RECORDS FOR THE EXERCISE below:

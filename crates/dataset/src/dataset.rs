//! Dataset: named tables plus the relations between them.

use crate::relation::{ColumnRef, Relation};
use std::collections::BTreeMap;
use tabula_core::{Error, Result};
use tabula_table::{Row, Table};
use tracing::debug;

/// A named collection of tables and relations.
///
/// Relations refer to columns by table and column name, so `Clone` yields a
/// dataset whose relations resolve against its own cloned tables.
#[derive(Clone, Debug, Default, PartialEq)]
pub struct Dataset {
    name: String,
    /// Table name → table.
    tables: BTreeMap<String, Table>,
    /// Relations in declaration order.
    relations: Vec<Relation>,
}

impl Dataset {
    /// Creates an empty dataset.
    pub fn new(name: impl Into<String>) -> Self {
        Self {
            name: name.into(),
            tables: BTreeMap::new(),
            relations: Vec::new(),
        }
    }

    #[inline]
    pub fn name(&self) -> &str {
        &self.name
    }

    /// Adds a table under its own name.
    pub fn add_table(&mut self, table: Table) -> Result<&mut Table> {
        let name = table.name().to_string();
        if self.tables.contains_key(&name) {
            return Err(Error::duplicate_table(name));
        }
        debug!(dataset = %self.name, table = %name, "table added");
        Ok(self.tables.entry(name).or_insert(table))
    }

    /// Removes a table and every relation that involves it. Unknown names
    /// are a no-op returning `None`.
    pub fn remove_table(&mut self, name: &str) -> Option<Table> {
        let table = self.tables.remove(name)?;
        let dataset = &self.name;
        self.relations.retain(|relation| {
            let keep = !relation.involves(name);
            if !keep {
                debug!(dataset = %dataset, relation = %relation.name(), "relation removed by table cascade");
            }
            keep
        });
        debug!(dataset = %self.name, table = %name, "table removed");
        Some(table)
    }

    /// Gets a table by name.
    pub fn table(&self, name: &str) -> Result<&Table> {
        self.tables.get(name).ok_or_else(|| Error::table_not_found(name))
    }

    /// Gets a mutable table by name.
    pub fn table_mut(&mut self, name: &str) -> Result<&mut Table> {
        self.tables
            .get_mut(name)
            .ok_or_else(|| Error::table_not_found(name))
    }

    pub fn contains_table(&self, name: &str) -> bool {
        self.tables.contains_key(name)
    }

    /// Iterates over tables in name order.
    pub fn tables(&self) -> impl Iterator<Item = &Table> {
        self.tables.values()
    }

    /// Returns all table names.
    pub fn table_names(&self) -> Vec<&str> {
        self.tables.keys().map(|s| s.as_str()).collect()
    }

    pub fn table_count(&self) -> usize {
        self.tables.len()
    }

    /// Declares a relation between two columns named by table and column.
    pub fn relate(
        &mut self,
        name: &str,
        parent_table: &str,
        parent_column: &str,
        child_table: &str,
        child_column: &str,
    ) -> Result<&Relation> {
        self.add_relation(Relation::between(
            name,
            ColumnRef::new(parent_table, parent_column),
            ColumnRef::new(child_table, child_column),
        ))
    }

    /// Adds a relation. Both ends must resolve to existing columns of tables
    /// in this dataset.
    pub fn add_relation(&mut self, relation: Relation) -> Result<&Relation> {
        if self.relations.iter().any(|r| r.name() == relation.name()) {
            return Err(Error::duplicate_relation(relation.name()));
        }
        self.resolve(relation.parent())?;
        self.resolve(relation.child())?;

        debug!(
            dataset = %self.name,
            relation = %relation.name(),
            parent = %relation.parent(),
            child = %relation.child(),
            "relation added"
        );
        self.relations.push(relation);
        let last = self.relations.len() - 1;
        Ok(&self.relations[last])
    }

    /// Removes a relation. Unknown names are a no-op returning `None`.
    pub fn remove_relation(&mut self, name: &str) -> Option<Relation> {
        let index = self.relations.iter().position(|r| r.name() == name)?;
        debug!(dataset = %self.name, relation = %name, "relation removed");
        Some(self.relations.remove(index))
    }

    /// Gets a relation by name.
    pub fn relation(&self, name: &str) -> Result<&Relation> {
        self.relations
            .iter()
            .find(|r| r.name() == name)
            .ok_or_else(|| Error::relation_not_found(name))
    }

    /// Returns every relation in declaration order.
    pub fn relations(&self) -> &[Relation] {
        &self.relations
    }

    /// Relations in which `table` is the child.
    pub fn parent_relations(&self, table: &str) -> Vec<&Relation> {
        self.relations
            .iter()
            .filter(|r| r.child_table() == table)
            .collect()
    }

    /// Relations in which `table` is the parent.
    pub fn child_relations(&self, table: &str) -> Vec<&Relation> {
        self.relations
            .iter()
            .filter(|r| r.parent_table() == table)
            .collect()
    }

    /// Returns the child-table rows whose relation column equals the parent
    /// row's relation column, in child-table order.
    pub fn get_child_rows(&self, parent_row: &Row, relation: &str) -> Result<Vec<&Row>> {
        let relation = self.relation(relation)?;
        let key = parent_row.get(relation.parent_column())?;
        let child = self.table(relation.child_table())?;
        Ok(child
            .rows()
            .filter(|row| row.get(relation.child_column()).map_or(false, |v| v == key)))
    }

    /// Returns the first parent-table row matching the child row's relation
    /// column.
    pub fn get_parent_row(&self, child_row: &Row, relation: &str) -> Result<Option<&Row>> {
        let relation = self.relation(relation)?;
        let key = child_row.get(relation.child_column())?;
        let parent = self.table(relation.parent_table())?;
        Ok(parent
            .rows()
            .find(|row| row.get(relation.parent_column()).map_or(false, |v| v == key)))
    }

    /// Removes every row of every table; columns and relations stay.
    pub fn clear(&mut self) {
        for table in self.tables.values_mut() {
            table.clear();
        }
    }

    pub fn accept_changes(&mut self) {
        for table in self.tables.values_mut() {
            table.accept_changes();
        }
    }

    pub fn reject_changes(&mut self) {
        for table in self.tables.values_mut() {
            table.reject_changes();
        }
    }

    fn resolve(&self, column: &ColumnRef) -> Result<()> {
        self.table(&column.table)?.column(&column.column)?;
        Ok(())
    }
}
//! Column definition for Tabula tables.

use tabula_core::{DataType, Value};

/// A column definition.
///
/// Columns are built detached and become part of a table through
/// `Table::add_column`, which assigns the ordinal and records the owning
/// table's name as a back-reference.
#[derive(Clone, Debug, PartialEq)]
pub struct Column {
    /// Column name, unique within its table.
    name: String,
    /// Declared type; `None` stores written values unchanged.
    data_type: Option<DataType>,
    /// Whether this column allows null values.
    allow_null: bool,
    /// Value given to the column in new rows.
    default_value: Value,
    /// Display caption; defaults to the name.
    caption: Option<String>,
    /// Opaque expression text, never evaluated.
    expression: Option<String>,
    read_only: bool,
    unique: bool,
    primary_key: bool,
    /// Position among sibling columns (0-based).
    ordinal: usize,
    /// Name of the owning table, if attached.
    table: Option<String>,
}

impl Column {
    /// Creates a new typed column definition.
    pub fn new(name: impl Into<String>, data_type: DataType) -> Self {
        Self::with_type(name, Some(data_type))
    }

    /// Creates a column that stores values without coercion.
    pub fn untyped(name: impl Into<String>) -> Self {
        Self::with_type(name, None)
    }

    /// Creates a column with an optional declared type.
    pub fn with_type(name: impl Into<String>, data_type: Option<DataType>) -> Self {
        Self {
            name: name.into(),
            data_type,
            allow_null: true,
            default_value: Value::Null,
            caption: None,
            expression: None,
            read_only: false,
            unique: false,
            primary_key: false,
            ordinal: 0,
            table: None,
        }
    }

    /// Sets whether this column allows null values.
    pub fn allow_null(mut self, allow_null: bool) -> Self {
        self.allow_null = allow_null;
        self
    }

    /// Sets the default value for this column.
    pub fn default_value(mut self, value: impl Into<Value>) -> Self {
        self.default_value = value.into();
        self
    }

    /// Sets the display caption.
    pub fn caption(mut self, caption: impl Into<String>) -> Self {
        self.caption = Some(caption.into());
        self
    }

    /// Sets the expression text.
    pub fn expression(mut self, expression: impl Into<String>) -> Self {
        self.expression = Some(expression.into());
        self
    }

    /// Sets the read-only flag.
    pub fn read_only(mut self, read_only: bool) -> Self {
        self.read_only = read_only;
        self
    }

    /// Sets whether values in this column must be unique.
    pub fn unique(mut self, unique: bool) -> Self {
        self.unique = unique;
        self
    }

    /// Marks this column as (part of) the primary key.
    ///
    /// A primary key column is also unique and does not allow null.
    pub fn primary_key(mut self, primary_key: bool) -> Self {
        self.set_primary_key(primary_key);
        self
    }

    /// Returns the column name.
    #[inline]
    pub fn name(&self) -> &str {
        &self.name
    }

    /// Returns the declared type.
    #[inline]
    pub fn data_type(&self) -> Option<DataType> {
        self.data_type
    }

    /// Returns whether this column allows null values.
    #[inline]
    pub fn allows_null(&self) -> bool {
        self.allow_null
    }

    /// Returns the default value for this column.
    #[inline]
    pub fn get_default_value(&self) -> &Value {
        &self.default_value
    }

    /// Returns the caption, falling back to the name.
    pub fn get_caption(&self) -> &str {
        self.caption.as_deref().unwrap_or(&self.name)
    }

    /// Returns the expression text.
    pub fn get_expression(&self) -> Option<&str> {
        self.expression.as_deref()
    }

    #[inline]
    pub fn is_read_only(&self) -> bool {
        self.read_only
    }

    #[inline]
    pub fn is_unique(&self) -> bool {
        self.unique
    }

    #[inline]
    pub fn is_primary_key(&self) -> bool {
        self.primary_key
    }

    /// Returns the column position (0-based).
    #[inline]
    pub fn ordinal(&self) -> usize {
        self.ordinal
    }

    /// Returns the name of the owning table, if attached.
    #[inline]
    pub fn table(&self) -> Option<&str> {
        self.table.as_deref()
    }

    pub(crate) fn set_ordinal(&mut self, ordinal: usize) {
        self.ordinal = ordinal;
    }

    pub(crate) fn attach(&mut self, table: &str) {
        self.table = Some(table.to_string());
    }

    pub(crate) fn detach(&mut self) {
        self.table = None;
    }

    pub(crate) fn set_data_type(&mut self, data_type: Option<DataType>) {
        self.data_type = data_type;
    }

    pub(crate) fn set_allow_null(&mut self, allow_null: bool) {
        self.allow_null = allow_null;
    }

    pub(crate) fn set_primary_key(&mut self, primary_key: bool) {
        self.primary_key = primary_key;
        if primary_key {
            self.unique = true;
            self.allow_null = false;
        }
    }
}

impl From<&str> for Column {
    fn from(name: &str) -> Self {
        Column::untyped(name)
    }
}

impl From<String> for Column {
    fn from(name: String) -> Self {
        Column::untyped(name)
    }
}

impl From<(&str, DataType)> for Column {
    fn from((name, data_type): (&str, DataType)) -> Self {
        Column::new(name, data_type)
    }
}
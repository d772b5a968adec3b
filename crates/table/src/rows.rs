//! Ordered row sequence of one table.

use crate::row::Row;
use core::cmp::Ordering;
use tabula_core::{Error, Result};

/// The ordered rows owned by one table.
///
/// Insertion order is kept except where a sort reorders the rows in place.
#[derive(Clone, Debug, Default, PartialEq)]
pub struct RowCollection {
    rows: Vec<Row>,
}

impl RowCollection {
    /// Creates an empty collection.
    pub fn new() -> Self {
        Self::default()
    }

    /// Returns the number of rows.
    #[inline]
    pub fn len(&self) -> usize {
        self.rows.len()
    }

    /// Returns true if there are no rows.
    #[inline]
    pub fn is_empty(&self) -> bool {
        self.rows.is_empty()
    }

    /// Gets a row by position.
    pub fn get(&self, index: usize) -> Option<&Row> {
        self.rows.get(index)
    }

    /// Gets a row by position, failing with `IndexOutOfRange`.
    pub fn at(&self, index: usize) -> Result<&Row> {
        self.rows
            .get(index)
            .ok_or_else(|| Error::index_out_of_range(index, self.rows.len()))
    }

    /// Iterates over rows in order.
    pub fn iter(&self) -> impl Iterator<Item = &Row> {
        self.rows.iter()
    }

    /// Returns the first row matching `predicate`.
    pub fn find<P: Fn(&Row) -> bool>(&self, predicate: P) -> Option<&Row> {
        self.rows.iter().find(|&r| predicate(r))
    }

    /// Returns the position of the first row matching `predicate`.
    pub fn position<P: Fn(&Row) -> bool>(&self, predicate: P) -> Option<usize> {
        self.rows.iter().position(|r| predicate(r))
    }

    /// Returns every row matching `predicate`, in order.
    pub fn filter<P: Fn(&Row) -> bool>(&self, predicate: P) -> Vec<&Row> {
        self.rows.iter().filter(|&r| predicate(r)).collect()
    }

    pub(crate) fn get_mut(&mut self, index: usize) -> Option<&mut Row> {
        self.rows.get_mut(index)
    }

    pub(crate) fn iter_mut(&mut self) -> impl Iterator<Item = &mut Row> {
        self.rows.iter_mut()
    }

    pub(crate) fn push(&mut self, row: Row) -> &mut Row {
        self.rows.push(row);
        let last = self.rows.len() - 1;
        &mut self.rows[last]
    }

    pub(crate) fn remove(&mut self, index: usize) -> Option<Row> {
        (index < self.rows.len()).then(|| self.rows.remove(index))
    }

    pub(crate) fn retain<P: FnMut(&Row) -> bool>(&mut self, predicate: P) {
        self.rows.retain(predicate);
    }

    pub(crate) fn clear(&mut self) {
        self.rows.clear();
    }

    pub(crate) fn sort_by<F: FnMut(&Row, &Row) -> Ordering>(&mut self, compare: F) {
        self.rows.sort_by(compare);
    }

    pub(crate) fn into_vec(self) -> Vec<Row> {
        self.rows
    }
}
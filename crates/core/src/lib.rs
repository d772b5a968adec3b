//! Tabula Core - Value types, coercion and errors for Tabula data tables.
//!
//! This crate provides the foundational types shared by the table and
//! dataset layers:
//!
//! - `DataType`: Declared column types (Number, String, Boolean, Date)
//! - `Value`: Runtime values stored in row cells
//! - `Record`: Ordered key-value snapshots of a row
//! - `coerce`: Write-time coercion of values to a declared type
//! - `Error`: Error types for table operations
//!
//! # Example
//!
//! ```rust
//! use tabula_core::{coerce, DataType, Record, Value};
//!
//! let v = coerce("42".into(), DataType::Number).unwrap();
//! assert_eq!(v, Value::Number(42.0));
//!
//! let record = Record::new().with("id", 1).with("name", "Alice");
//! assert_eq!(record.get("name"), Some(&Value::from("Alice")));
//! ```

pub mod coerce;
mod error;
mod record;
mod types;
mod value;

pub use coerce::{coerce, parse_date};
pub use error::{Error, ObjectKind, Result};
pub use record::Record;
pub use types::DataType;
pub use value::Value;
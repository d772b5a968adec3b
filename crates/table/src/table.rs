//! Table: columns and rows kept consistent under mutation.

use crate::column::Column;
use crate::columns::ColumnCollection;
use crate::criteria::RowFilter;
use crate::row::{Row, RowMut, RowState};
use crate::rows::RowCollection;
use crate::sort::{compare_rows, nulls_last, SortCriterion, SortOrder};
use core::cmp::Ordering;
use tabula_core::{DataType, Error, Record, Result, Value};
use tracing::{debug, trace};

/// The accepted shapes of a new row.
#[derive(Clone, Debug)]
pub enum RowInput {
    /// A row built elsewhere; conformed to this table's columns.
    Row(Row),
    /// Values assigned by column ordinal; extra values are ignored.
    Values(Vec<Value>),
    /// Values by column name; unknown names are ignored.
    Record(Record),
}

impl From<Row> for RowInput {
    fn from(row: Row) -> Self {
        RowInput::Row(row)
    }
}

impl From<Vec<Value>> for RowInput {
    fn from(values: Vec<Value>) -> Self {
        RowInput::Values(values)
    }
}

impl From<Record> for RowInput {
    fn from(record: Record) -> Self {
        RowInput::Record(record)
    }
}

/// A typed, change-tracked in-memory table.
///
/// `Clone` is a deep copy: column definitions, row values, pre-change
/// snapshots and row states are all duplicated.
#[derive(Clone, Debug, PartialEq)]
pub struct Table {
    name: String,
    /// Carried in the schema record; name lookups are always exact.
    case_sensitive: bool,
    columns: ColumnCollection,
    rows: RowCollection,
    primary_key: Vec<String>,
}

impl Table {
    /// Creates an empty table.
    pub fn new(name: impl Into<String>) -> Self {
        Self {
            name: name.into(),
            case_sensitive: false,
            columns: ColumnCollection::new(),
            rows: RowCollection::new(),
            primary_key: Vec::new(),
        }
    }

    /// Creates a table from uniform records, inferring the columns from the
    /// first record.
    pub fn from_records(
        name: impl Into<String>,
        records: impl IntoIterator<Item = Record>,
    ) -> Result<Self> {
        let mut table = Table::new(name);
        table.load_records(records)?;
        Ok(table)
    }

    #[inline]
    pub fn name(&self) -> &str {
        &self.name
    }

    #[inline]
    pub fn case_sensitive(&self) -> bool {
        self.case_sensitive
    }

    pub fn set_case_sensitive(&mut self, case_sensitive: bool) {
        self.case_sensitive = case_sensitive;
    }

    /// Returns the column set.
    #[inline]
    pub fn columns(&self) -> &ColumnCollection {
        &self.columns
    }

    /// Returns the row sequence.
    #[inline]
    pub fn rows(&self) -> &RowCollection {
        &self.rows
    }

    /// Adds a column and back-fills its default into every row. A column
    /// built as a primary key joins the table's primary key.
    pub fn add_column(&mut self, column: impl Into<Column>) -> Result<&Column> {
        let column = self.columns.add(column.into(), &self.name, &mut self.rows)?;
        if column.is_primary_key() && !self.primary_key.iter().any(|k| k == column.name()) {
            self.primary_key.push(column.name().to_string());
        }
        debug!(table = %self.name, column = %column.name(), ordinal = column.ordinal(), "column added");
        Ok(column)
    }

    /// Removes a column and strips its value from every row.
    pub fn remove_column(&mut self, name: &str) -> Result<Column> {
        let column = self.columns.remove(name, &mut self.rows)?;
        self.primary_key.retain(|k| k != name);
        debug!(table = %self.name, column = %name, "column removed");
        Ok(column)
    }

    pub fn column_exists(&self, name: &str) -> bool {
        self.columns.contains(name)
    }

    /// Gets a column by name.
    pub fn column(&self, name: &str) -> Result<&Column> {
        self.columns.get(name)
    }

    pub(crate) fn column_mut(&mut self, name: &str) -> Result<&mut Column> {
        self.columns.get_mut(name)
    }

    /// Marks the (possibly composite) primary key. Every name must be an
    /// existing column; an empty slice clears the key.
    pub fn set_primary_key(&mut self, names: &[&str]) -> Result<()> {
        for name in names {
            self.columns.get(name)?;
        }
        for old in core::mem::take(&mut self.primary_key) {
            if let Ok(column) = self.columns.get_mut(&old) {
                column.set_primary_key(false);
            }
        }
        for name in names {
            self.columns.get_mut(name)?.set_primary_key(true);
            self.primary_key.push((*name).to_string());
        }
        Ok(())
    }

    /// Returns the primary key column names.
    pub fn primary_key(&self) -> &[String] {
        &self.primary_key
    }

    /// Creates a detached row holding every column's default, in state Added.
    pub fn new_row(&self) -> Row {
        Row::new(&self.columns)
    }

    /// Binds a detached row to this table's columns so it can be written.
    pub fn edit_row<'a>(&'a self, row: &'a mut Row) -> RowMut<'a> {
        RowMut::new(&self.columns, row)
    }

    /// Appends a row.
    ///
    /// Every supplied value goes through the validation and coercion of
    /// `RowMut::set`; on failure the table is left unchanged. Filling a new
    /// row is construction rather than a change, so rows built from values
    /// or records stay Added with an empty snapshot and only a later write
    /// moves them to Modified.
    ///
    /// A `Row` is conformed to this table's columns first. Cells still
    /// holding their column default are the table's own back-fill and are
    /// not re-validated, so a `new_row()` is always accepted.
    pub fn add_row(&mut self, input: impl Into<RowInput>) -> Result<&Row> {
        let row = match input.into() {
            RowInput::Row(row) => {
                let mut row = row.conform(&self.columns);
                for column in self.columns.iter() {
                    let value = row.get(column.name())?;
                    if value != column.get_default_value() {
                        let value = value.clone();
                        row.assign(column, value)?;
                    }
                }
                row
            }
            RowInput::Values(values) => {
                let mut row = Row::new(&self.columns);
                for (column, value) in self.columns.iter().zip(values) {
                    row.assign(column, value)?;
                }
                row
            }
            RowInput::Record(record) => {
                let mut row = Row::new(&self.columns);
                for (name, value) in record {
                    if let Some(column) = self.columns.find(&name) {
                        row.assign(column, value)?;
                    }
                }
                row
            }
        };
        Ok(&*self.rows.push(row))
    }

    /// Removes the row at `index`. Out of range is a no-op returning `None`.
    pub fn remove_row(&mut self, index: usize) -> Option<Row> {
        let removed = self.rows.remove(index);
        trace!(table = %self.name, index, removed = removed.is_some(), "remove row");
        removed
    }

    /// Gets a row by position.
    pub fn row(&self, index: usize) -> Result<&Row> {
        self.rows.at(index)
    }

    /// Gets a writable row by position.
    pub fn row_mut(&mut self, index: usize) -> Result<RowMut<'_>> {
        let len = self.rows.len();
        let row = self
            .rows
            .get_mut(index)
            .ok_or_else(|| Error::index_out_of_range(index, len))?;
        Ok(RowMut::new(&self.columns, row))
    }

    /// Writes one cell.
    pub fn set_value(&mut self, index: usize, column: &str, value: impl Into<Value>) -> Result<()> {
        self.row_mut(index)?.set(column, value)
    }

    #[inline]
    pub fn row_count(&self) -> usize {
        self.rows.len()
    }

    /// Removes every row, keeping the columns.
    pub fn clear(&mut self) {
        self.rows.clear();
        debug!(table = %self.name, "rows cleared");
    }

    /// Returns every row matching `filter`, in table order.
    pub fn find_rows<F: RowFilter + ?Sized>(&self, filter: &F) -> Vec<&Row> {
        self.rows.filter(|row| filter.matches(row))
    }

    /// Returns the first row matching `filter`.
    pub fn find_one<F: RowFilter + ?Sized>(&self, filter: &F) -> Option<&Row> {
        self.rows.find(|row| filter.matches(row))
    }

    /// Returns value snapshots of the rows matching `filter`.
    pub fn select<F: RowFilter + ?Sized>(&self, filter: &F) -> Vec<Record> {
        self.rows
            .iter()
            .filter(|row| filter.matches(row))
            .map(Row::to_record)
            .collect()
    }

    /// Sorts rows in place by one column, nulls last.
    pub fn sort(&mut self, column: &str, order: SortOrder) -> Result<()> {
        let data_type = self.columns.get(column)?.data_type();
        trace!(table = %self.name, column, ?order, "sort");
        self.rows
            .sort_by(|a, b| compare_rows(a, b, column, data_type, order));
        Ok(())
    }

    /// Sorts rows in place with a caller-supplied comparator.
    pub fn sort_with<F>(&mut self, compare: F)
    where
        F: FnMut(&Row, &Row) -> Ordering,
    {
        self.rows.sort_by(compare);
    }

    /// Sorts rows in place by a derived key, computed at comparison time.
    /// Null keys sort last.
    pub fn sort_by<K>(&mut self, key: K, order: SortOrder)
    where
        K: Fn(&Row) -> Value,
    {
        self.rows
            .sort_by(|a, b| nulls_last(&key(a), &key(b), order, |x, y| x.sort_cmp(y)));
    }

    /// Sorts rows in place by several columns; the first criterion that
    /// distinguishes two rows decides.
    pub fn sort_multiple(&mut self, criteria: &[SortCriterion]) -> Result<()> {
        let mut keys = Vec::with_capacity(criteria.len());
        for c in criteria {
            keys.push((c.column.as_str(), self.columns.get(&c.column)?.data_type(), c.order));
        }
        trace!(table = %self.name, keys = keys.len(), "multi-column sort");
        self.rows.sort_by(|a, b| {
            keys.iter().fold(Ordering::Equal, |ord, &(column, data_type, order)| {
                ord.then_with(|| compare_rows(a, b, column, data_type, order))
            })
        });
        Ok(())
    }

    /// Copies the columns and primary key without any rows.
    pub fn clone_structure(&self) -> Table {
        Table {
            name: self.name.clone(),
            case_sensitive: self.case_sensitive,
            columns: self.columns.clone(),
            rows: RowCollection::new(),
            primary_key: self.primary_key.clone(),
        }
    }

    /// Drops Deleted rows and makes every other row's current values its
    /// clean checkpoint.
    pub fn accept_changes(&mut self) {
        self.rows.retain(|row| row.state() != RowState::Deleted);
        for row in self.rows.iter_mut() {
            row.accept_changes();
        }
    }

    /// Drops Added rows and restores every other row to its checkpoint.
    pub fn reject_changes(&mut self) {
        self.rows.retain(|row| row.state() != RowState::Added);
        for row in self.rows.iter_mut() {
            row.reject_changes();
        }
    }

    /// Returns the rows with a pending change.
    pub fn get_changes(&self) -> Vec<&Row> {
        self.rows.filter(|row| row.state() != RowState::Unchanged)
    }

    /// Appends uniform records, returning how many rows were added.
    ///
    /// A table without columns first takes them from the first record's
    /// keys, typed after that record's values (null fields become strings).
    pub fn load_records(&mut self, records: impl IntoIterator<Item = Record>) -> Result<usize> {
        let mut added = 0;
        for record in records {
            if self.columns.is_empty() {
                for (name, value) in record.iter() {
                    let data_type = value.data_type().unwrap_or(DataType::String);
                    self.add_column(Column::new(name, data_type))?;
                }
            }
            self.add_row(record)?;
            added += 1;
        }
        debug!(table = %self.name, rows = added, "records loaded");
        Ok(added)
    }

    /// Appends a row that already matches this table's columns, keeping its
    /// state and snapshot.
    pub(crate) fn push_row(&mut self, row: Row) {
        self.rows.push(row);
    }

    pub(crate) fn into_rows(self) -> Vec<Row> {
        self.rows.into_vec()
    }
}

End of RECORDS FOR THE EXERCISE.

Across all lines above, count those with the string "other". Only the number is wanted.

* YOUR SOLUTION
2